Task directions
Every entry below is to be copied exactly as written.

---- Material supplied

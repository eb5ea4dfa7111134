//! Conversion of caller arguments into wire values.

use crate::error::BindingError;
use crate::types::{NamedValue, Value, UUID_EXT_TYPE};
use rmpv::Value as MpValue;

/// Argument in the form sent to the engine.
#[derive(Debug, Clone, PartialEq)]
pub enum WireValue {
    /// Bound to the next `?`
    Positional(MpValue),
    /// Bound to `:key`
    Named { key: String, value: MpValue },
}

impl WireValue {
    /// Msgpack representation inside the bind array.
    ///
    /// Named arguments become a one-entry map `{":key": value}`.
    pub fn into_msgpack(self) -> MpValue {
        match self {
            WireValue::Positional(value) => value,
            WireValue::Named { key, value } => {
                MpValue::Map(vec![(MpValue::from(format!(":{}", key)), value)])
            }
        }
    }
}

/// Convert one caller value.
///
/// Datetimes and wrapper times become RFC 3339 text, UUIDs and decimals use
/// the engine's extension types, everything else maps directly.
pub fn convert_value(value: &Value) -> Result<MpValue, BindingError> {
    let converted = match value {
        Value::Null | Value::Nullable(_, None) => MpValue::Nil,
        Value::Bool(b) => MpValue::Boolean(*b),
        Value::Int(i) => MpValue::from(*i),
        Value::UInt(u) => MpValue::from(*u),
        Value::Float(f) => MpValue::F64(*f),
        Value::String(s) => MpValue::from(s.as_str()),
        Value::Bytes(b) => MpValue::Binary(b.clone()),
        Value::Uuid(id) => MpValue::Ext(UUID_EXT_TYPE, id.as_bytes().to_vec()),
        Value::Datetime(dt) => MpValue::from(dt.to_rfc3339()),
        Value::Time(t) => MpValue::from(t.to_string()),
        Value::Decimal(d) => {
            let payload = d
                .to_ext_bytes()
                .map_err(|e| BindingError::UnsupportedValueType {
                    kind: format!("decimal {}: {}", d, e),
                })?;
            MpValue::Ext(crate::types::DECIMAL_EXT_TYPE, payload)
        }
        Value::Nullable(_, Some(inner)) => convert_value(inner)?,
        Value::Array(items) => MpValue::Array(
            items
                .iter()
                .map(convert_value)
                .collect::<Result<Vec<_>, _>>()?,
        ),
    };
    Ok(converted)
}

/// Build the wire argument list. Slot `i` holds the argument with ordinal `i + 1`.
///
/// # Errors
///
/// Returns `InvalidOrdinal` when an ordinal is outside `1..=args.len()` or
/// appears twice.
pub fn marshal(args: &[NamedValue]) -> Result<Vec<WireValue>, BindingError> {
    let count = args.len();
    let mut slots: Vec<Option<WireValue>> = vec![None; count];

    for arg in args {
        let invalid = || BindingError::InvalidOrdinal {
            ordinal: arg.ordinal,
            count,
        };
        let slot = arg
            .ordinal
            .checked_sub(1)
            .filter(|index| *index < count)
            .ok_or_else(invalid)?;
        if slots[slot].is_some() {
            return Err(invalid());
        }

        let value = convert_value(&arg.value)?;
        slots[slot] = Some(match arg.name() {
            Some(name) => WireValue::Named {
                key: name.to_string(),
                value,
            },
            None => WireValue::Positional(value),
        });
    }

    // Every slot is filled: `count` distinct ordinals in `1..=count`.
    Ok(slots.into_iter().flatten().collect())
}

--------

Exercise result
repository eb5ea4dfa7111134
//! Conversion of caller arguments into wire values.

use crate::error::BindingError;
use crate::types::{NamedValue, Value, UUID_EXT_TYPE};
use rmpv::Value as MpValue;

/// Argument in the form sent to the engine.
#[derive(Debug, Clone, PartialEq)]
pub enum WireValue {
    /// Bound to the next `?`
    Positional(MpValue),
    /// Bound to `:key`
    Named { key: String, value: MpValue },
}

impl WireValue {
    /// Msgpack representation inside the bind array.
    ///
    /// Named arguments become a one-entry map `{":key": value}`.
    pub fn into_msgpack(self) -> MpValue {
        match self {
            WireValue::Positional(value) => value,
            WireValue::Named { key, value } => {
                MpValue::Map(vec![(MpValue::from(format!(":{}", key)), value)])
            }
        }
    }
}

/// Convert one caller value.
///
/// Datetimes and wrapper times become RFC 3339 text, UUIDs and decimals use
/// the engine's extension types, everything else maps directly.
pub fn convert_value(value: &Value) -> Result<MpValue, BindingError> {
    let converted = match value {
        Value::Null | Value::Nullable(_, None) => MpValue::Nil,
        Value::Bool(b) => MpValue::Boolean(*b),
        Value::Int(i) => MpValue::from(*i),
        Value::UInt(u) => MpValue::from(*u),
        Value::Float(f) => MpValue::F64(*f),
        Value::String(s) => MpValue::from(s.as_str()),
        Value::Bytes(b) => MpValue::Binary(b.clone()),
        Value::Uuid(id) => MpValue::Ext(UUID_EXT_TYPE, id.as_bytes().to_vec()),
        Value::Datetime(dt) => MpValue::from(dt.to_rfc3339()),
        Value::Time(t) => MpValue::from(t.to_string()),
        Value::Decimal(d) => {
            let payload = d
                .to_ext_bytes()
                .map_err(|e| BindingError::UnsupportedValueType {
                    kind: format!("decimal {}: {}", d, e),
                })?;
            MpValue::Ext(crate::types::DECIMAL_EXT_TYPE, payload)
        }
        Value::Nullable(_, Some(inner)) => convert_value(inner)?,
        Value::Array(items) => MpValue::Array(
            items
                .iter()
                .map(convert_value)
                .collect::<Result<Vec<_>, _>>()?,
        ),
    };
    Ok(converted)
}

/// Build the wire argument list. Slot `i` holds the argument with ordinal `i + 1`.
///
/// # Errors
///
/// Returns `InvalidOrdinal` when an ordinal is outside `1..=args.len()` or
/// appears twice.
pub fn marshal(args: &[NamedValue]) -> Result<Vec<WireValue>, BindingError> {
    let count = args.len();
    let mut slots: Vec<Option<WireValue>> = vec![None; count];

    for arg in args {
        let invalid = || BindingError::InvalidOrdinal {
            ordinal: arg.ordinal,
            count,
        };
        let slot = arg
            .ordinal
            .checked_sub(1)
            .filter(|index| *index < count)
            .ok_or_else(invalid)?;
        if slots[slot].is_some() {
            return Err(invalid());
        }

        let value = convert_value(&arg.value)?;
        slots[slot] = Some(match arg.name() {
            Some(name) => WireValue::Named {
                key: name.to_string(),
                value,
            },
            None => WireValue::Positional(value),
        });
    }

    // Every slot is filled: `count` distinct ordinals in `1..=count`.
    Ok(slots.into_iter().flatten().collect())
}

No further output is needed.